Work to be completed
Beginning with the first line of the entries below, quote each line until you reach and include the line with "the write lock.".

─── Source data

//! SQLite tick store

use super::StoreError;
use crate::feed::{normalize_symbol, Tick};
use crate::pipeline::TimeRange;
use chrono::{DateTime, TimeZone, Utc};
use rusqlite::{params, Connection, OpenFlags};
use std::path::Path;
use std::sync::{Arc, Mutex, MutexGuard};
use std::time::Duration;

const SCHEMA: &str = "
    CREATE TABLE IF NOT EXISTS ticks (
        id INTEGER PRIMARY KEY AUTOINCREMENT,
        symbol TEXT NOT NULL,
        price REAL NOT NULL,
        size REAL NOT NULL,
        ts_ms INTEGER NOT NULL
    );
    CREATE INDEX IF NOT EXISTS idx_ticks_symbol_ts ON ticks(symbol, ts_ms);
";

const BUSY_TIMEOUT: Duration = Duration::from_secs(5);

/// Handle to the tick database
///
/// Cloning shares the underlying connection. Writers should go through a
/// single [`super::TickRecorder`]; readers open their own handle with
/// [`TickStore::open_read_only`] so they never contend for the write lock.
#[derive(Clone)]
pub struct TickStore {
    conn: Arc<Mutex<Connection>>,
}

impl std::fmt::Debug for TickStore {
    fn fmt(&self, f: &mut std::fmt::Formatter<'_>) -> std::fmt::Result {
        f.debug_struct("TickStore").finish_non_exhaustive()
    }
}

impl TickStore {
    /// Open (creating if needed) a database file in WAL mode
    pub fn open(path: impl AsRef<Path>) -> Result<Self, StoreError> {
        let path = path.as_ref();
        if let Some(parent) = path.parent().filter(|p| !p.as_os_str().is_empty()) {
            std::fs::create_dir_all(parent)?;
        }

        let conn = Connection::open(path)?;
        conn.busy_timeout(BUSY_TIMEOUT)?;
        conn.pragma_update_and_check(None, "journal_mode", "WAL", |row| row.get::<_, String>(0))?;
        conn.pragma_update(None, "synchronous", "NORMAL")?;
        conn.execute_batch(SCHEMA)?;

        tracing::info!(path = %path.display(), "Tick store opened");
        Ok(Self::from_connection(conn))
    }

    /// Open an existing database for queries only
    pub fn open_read_only(path: impl AsRef<Path>) -> Result<Self, StoreError> {
        let conn = Connection::open_with_flags(
            path.as_ref(),
            OpenFlags::SQLITE_OPEN_READ_ONLY | OpenFlags::SQLITE_OPEN_NO_MUTEX,
        )?;
        conn.busy_timeout(BUSY_TIMEOUT)?;
        conn.pragma_update(None, "query_only", "ON")?;
        Ok(Self::from_connection(conn))
    }

    /// Private in-memory database
    pub fn open_in_memory() -> Result<Self, StoreError> {
        let conn = Connection::open_in_memory()?;
        conn.execute_batch(SCHEMA)?;
        Ok(Self::from_connection(conn))
    }

    fn from_connection(conn: Connection) -> Self {
        Self {
            conn: Arc::new(Mutex::new(conn)),
        }
    }

    fn lock(&self) -> Result<MutexGuard<'_, Connection>, StoreError> {
        self.conn.lock().map_err(|_| StoreError::LockPoisoned)
    }

    /// Append a batch of ticks in one transaction
    ///
    /// Either every tick is persisted or none is.
    pub fn append(&self, ticks: &[Tick]) -> Result<usize, StoreError> {
        if ticks.is_empty() {
            return Ok(0);
        }

        let mut conn = self.lock()?;
        let tx = conn.transaction()?;
        {
            let mut stmt = tx.prepare_cached(
                "INSERT INTO ticks (symbol, price, size, ts_ms) VALUES (?1, ?2, ?3, ?4)",
            )?;
            for tick in ticks {
                stmt.execute(params![
                    tick.symbol,
                    tick.price,
                    tick.size,
                    tick.timestamp.timestamp_millis()
                ])?;
            }
        }
        tx.commit()?;

        Ok(ticks.len())
    }

    /// Ticks for `symbol` inside `range`, ascending by timestamp then insertion
    pub fn ticks(&self, symbol: &str, range: &TimeRange) -> Result<Vec<Tick>, StoreError> {
        let symbol = normalize_symbol(symbol);
        let conn = self.lock()?;
        let mut stmt = conn.prepare_cached(
            "SELECT symbol, price, size, ts_ms FROM ticks
             WHERE symbol = ?1 AND ts_ms >= ?2 AND ts_ms < ?3
             ORDER BY ts_ms, id",
        )?;

        let rows = stmt.query_map(
            params![
                symbol,
                range.start.timestamp_millis(),
                range.end.timestamp_millis()
            ],
            |row| {
                Ok((
                    row.get::<_, String>(0)?,
                    row.get::<_, f64>(1)?,
                    row.get::<_, f64>(2)?,
                    row.get::<_, i64>(3)?,
                ))
            },
        )?;

        let mut ticks = Vec::new();
        for row in rows {
            let (symbol, price, size, ts_ms) = row?;
            ticks.push(Tick {
                symbol,
                price,
                size,
                timestamp: from_millis(ts_ms)?,
            });
        }
        Ok(ticks)
    }

    /// Timestamp of the newest tick for any of `symbols` (all symbols if empty)
    pub fn latest_timestamp(&self, symbols: &[&str]) -> Result<Option<DateTime<Utc>>, StoreError> {
        let conn = self.lock()?;
        let mut latest: Option<i64> = None;

        if symbols.is_empty() {
            latest = conn.query_row("SELECT MAX(ts_ms) FROM ticks", [], |row| row.get(0))?;
        } else {
            let mut stmt = conn.prepare_cached("SELECT MAX(ts_ms) FROM ticks WHERE symbol = ?1")?;
            for symbol in symbols {
                let ts: Option<i64> =
                    stmt.query_row(params![normalize_symbol(symbol)], |row| row.get(0))?;
                latest = latest.max(ts);
            }
        }

        latest.map(from_millis).transpose()
    }

    /// Number of stored ticks for `symbol`
    pub fn count(&self, symbol: &str) -> Result<u64, StoreError> {
        let conn = self.lock()?;
        let n: i64 = conn.query_row(
            "SELECT COUNT(*) FROM ticks WHERE symbol = ?1",
            params![normalize_symbol(symbol)],
            |row| row.get(0),
        )?;
        Ok(n.max(0) as u64)
    }

    /// Distinct symbols present, sorted
    pub fn symbols(&self) -> Result<Vec<String>, StoreError> {
        let conn = self.lock()?;
        let mut stmt = conn.prepare_cached("SELECT DISTINCT symbol FROM ticks ORDER BY symbol")?;
        let symbols = stmt
            .query_map([], |row| row.get::<_, String>(0))?
            .collect::<Result<Vec<_>, _>>()?;
        Ok(symbols)
    }
}

fn from_millis(ms: i64) -> Result<DateTime<Utc>, StoreError> {
    Utc.timestamp_millis_opt(ms)
        .single()
        .ok_or(StoreError::InvalidTimestamp(ms))
}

──────

Response to the task
//! SQLite tick store

use super::StoreError;
use crate::feed::{normalize_symbol, Tick};
use crate::pipeline::TimeRange;
use chrono::{DateTime, TimeZone, Utc};
use rusqlite::{params, Connection, OpenFlags};
use std::path::Path;
use std::sync::{Arc, Mutex, MutexGuard};
use std::time::Duration;

const SCHEMA: &str = "
    CREATE TABLE IF NOT EXISTS ticks (
        id INTEGER PRIMARY KEY AUTOINCREMENT,
        symbol TEXT NOT NULL,
        price REAL NOT NULL,
        size REAL NOT NULL,
        ts_ms INTEGER NOT NULL
    );
    CREATE INDEX IF NOT EXISTS idx_ticks_symbol_ts ON ticks(symbol, ts_ms);
";

const BUSY_TIMEOUT: Duration = Duration::from_secs(5);

/// Handle to the tick database
///
/// Cloning shares the underlying connection. Writers should go through a
/// single [`super::TickRecorder`]; readers open their own handle with
/// [`TickStore::open_read_only`] so they never contend for the write lock.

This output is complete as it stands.